The proposed cuts to the city of San Diego’s arts and culture funding would have a direct and significant impact on my ballet company’s ability to serve the community at its current scale. City support helps sustain not only our performances, but also the education, outreach and community-centered programs that allow us to make contemporary dance accessible beyond traditional theater spaces.
For The Rosin Box Project in Point Loma, this funding supports artist employment, subsidized and free public programming, arts education initiatives in schools and opportunities for audiences who may not otherwise engage with live performances.
Programs like Ballet Machine, our arts-integrated literacy workshop for elementary students, Out of the Box community performances in public spaces, and Dance Break wellness initiatives rely on a funding structure that combines earned revenue with public investment. Without public support, programs designed specifically to remove barriers to arts access become increasingly difficult to maintain.
The impact would extend far beyond our organization. Our work activates local venues, supports working artists and arts professionals, attracts audiences to neighborhoods and businesses, and contributes to San Diego’s cultural identity as a creative and forward-thinking city.
As a contemporary ballet company, we are also creating and commissioning new artistic work at a significant scale for the region. Since our founding, The Rosin Box Project has commissioned and produced more than 59 new works while providing paid opportunities for dancers, choreographers, filmmakers, designers, educators and production staff. Cuts of the proposed magnitude threaten not only operational stability, but the larger creative ecosystem that allows local artists to build sustainable careers in San Diego rather than leaving for larger arts markets.
Most importantly, these cuts disproportionately impact the communities and audiences that public arts funding is meant to serve. When organizations lose operational support, the first programs placed at risk are often free community initiatives, educational outreach, low-cost ticket access, and programming in underserved neighborhoods. The result is that arts experiences become less accessible, less equitable and less embedded in the daily life of the city.
The Rosin Box Project will continue adapting and seeking alternative funding sources wherever possible, but there is no direct replacement for the scale and consistency of public arts investment. Organizations across the region are now being forced into the same limited pool of private foundation funding, corporate sponsorships and individual donations.
We are actively working to diversify revenue streams through increased individual giving campaigns, expanded corporate partnerships, special events, ticket revenue growth and institutional grants. However, replacing lost public funding entirely through private philanthropy is extraordinarily difficult, particularly for smaller grassroots organizations like ours that are still in the process of building long-term financial infrastructure.
Unlike larger legacy institutions with decades to accumulate reserves and endowments, emerging organizations often operate with far less margin, making sudden funding losses especially destabilizing.

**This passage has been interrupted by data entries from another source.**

//! Declarative release bundling.
//!
//! The dist workflow turns the `[package.metadata.dist]` table in Cargo.toml
//! into a distributable bundle in two phases: an idempotent environment
//! bootstrap (work directory, tool check, dependency resolution) and the
//! bundling run itself (build, stage, package). See [`Pipeline`].

pub mod archive;
pub mod bootstrap;
pub mod build;
pub mod checksum;
pub mod error;
pub mod fs;
pub mod manifest;
pub mod pipeline;
pub mod settings;
pub mod stage;
pub mod tools;

pub use error::{Context, Error, ErrorExt, Result};
pub use manifest::load_settings;
pub use pipeline::{DistArtifact, Pipeline, PipelineOptions};
pub use settings::{
    DistSettings, PackageMode, PackageSettings, ResourceFile, Settings, SettingsBuilder,
};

Without public investment, The Rosin Box Project and other organizations like us will be forced to make difficult decisions threatening our long-term sustainability and growth. It will create instability at a moment when many arts organizations are still recovering from the lasting economic effects of the pandemic, inflation and reductions in federal arts support.

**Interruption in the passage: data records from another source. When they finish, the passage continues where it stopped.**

//! Binding library management through the compiled binary.

use assert_cmd::Command;
use predicates::prelude::*;
use std::path::{Path, PathBuf};

fn config_in(dir: &Path) -> PathBuf {
    dir.join("config.json")
}

fn bomcheck(config: &Path) -> Command {
    let mut cmd = Command::cargo_bin("bomcheck").unwrap();
    cmd.arg("-c").arg(config);
    cmd
}

#[test]
fn template_appends_a_project_and_show_prints_it() {
    let tmp = tempfile::tempdir().unwrap();
    let config = config_in(tmp.path());

    bomcheck(&config)
        .arg("binding")
        .arg("template")
        .assert()
        .success()
        .stdout(predicate::str::contains("✓ Appended template project"));

    assert!(tmp.path().join("绑定料号.js").is_file());

    bomcheck(&config)
        .arg("binding")
        .arg("show")
        .assert()
        .success()
        .stdout(
            predicate::str::contains("示例项目 (UC3000-000)")
                .and(predicate::str::contains("[配套螺丝] x2"))
                .and(predicate::str::contains("[NOTANY UC3100-001]")),
        );

    bomcheck(&config)
        .arg("binding")
        .arg("show")
        .arg("UC9999-000")
        .assert()
        .code(1)
        .stdout(predicate::str::contains("No project bound to UC9999-000"));
}

#[test]
fn export_and_import_round_trip_through_csv() {
    let tmp = tempfile::tempdir().unwrap();
    let config = config_in(tmp.path());

    bomcheck(&config)
        .arg("binding")
        .arg("template")
        .assert()
        .success();

    let review = tmp.path().join("review.csv");
    bomcheck(&config)
        .arg("binding")
        .arg("export")
        .arg(&review)
        .assert()
        .success()
        .stdout(predicate::str::contains("✓ Exported 1 projects"));

    let exported = std::fs::read_to_string(&review).unwrap();
    assert!(exported.contains("项目描述"));
    assert!(exported.contains("UC3100-002"));

    bomcheck(&config)
        .arg("binding")
        .arg("import")
        .arg(&review)
        .assert()
        .success()
        .stdout(predicate::str::contains("✓ Imported 1 projects"));

    // The re-imported library still shows the conditional choice.
    bomcheck(&config)
        .arg("binding")
        .arg("show")
        .arg("UC3000-000")
        .assert()
        .success()
        .stdout(predicate::str::contains("[NOTANY UC3100-001]"));
}

#[test]
fn import_of_a_missing_file_fails_naming_it() {
    let tmp = tempfile::tempdir().unwrap();
    let config = config_in(tmp.path());

    bomcheck(&config)
        .arg("binding")
        .arg("import")
        .arg(tmp.path().join("no-such-review.csv"))
        .assert()
        .failure()
        .code(1)
        .stderr(
            predicate::str::contains("input file not found")
                .and(predicate::str::contains("no-such-review.csv")),
        );
}

#[test]
fn remove_reports_whether_a_project_was_bound() {
    let tmp = tempfile::tempdir().unwrap();
    let config = config_in(tmp.path());

    bomcheck(&config)
        .arg("binding")
        .arg("template")
        .assert()
        .success();

    bomcheck(&config)
        .arg("binding")
        .arg("remove")
        .arg("UC3000-000")
        .assert()
        .success()
        .stdout(predicate::str::contains("✓ Removed project"));

    bomcheck(&config)
        .arg("binding")
        .arg("remove")
        .arg("UC3000-000")
        .assert()
        .code(1)
        .stdout(predicate::str::contains("No project bound to UC3000-000"));

    bomcheck(&config)
        .arg("binding")
        .arg("show")
        .assert()
        .success()
        .stdout(predicate::str::contains("Binding library is empty"));
}

#[test]
fn legacy_bare_object_library_files_still_load() {
    let tmp = tempfile::tempdir().unwrap();
    let config = config_in(tmp.path());
    std::fs::write(
        tmp.path().join("绑定料号.js"),
        r#"{"projectDesc": "旧格式项目", "indexPartNo": "UC3000-777", "indexPartDesc": ""}"#,
    )
    .unwrap();

    bomcheck(&config)
        .arg("binding")
        .arg("show")
        .assert()
        .success()
        .stdout(predicate::str::contains("旧格式项目 (UC3000-777)"));
}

More broadly, the concern is not only about individual organizations surviving. It is about what kind of city San Diego wants to be. A thriving arts ecosystem contributes to civic identity, community connection, economic vitality and quality of life. When arts funding disappears, the loss is felt not just on stages and in galleries, but across neighborhoods, schools, small businesses and the broader cultural fabric of the city.
Arts and culture are infrastructure. Arts and culture are public safety. Arts and culture are economic development, education, mental health, tourism and community connection.
Carly Topazio is the founder, artistic director and CEO of The Rosin Box Project, San Diego’s premier contemporary ballet company.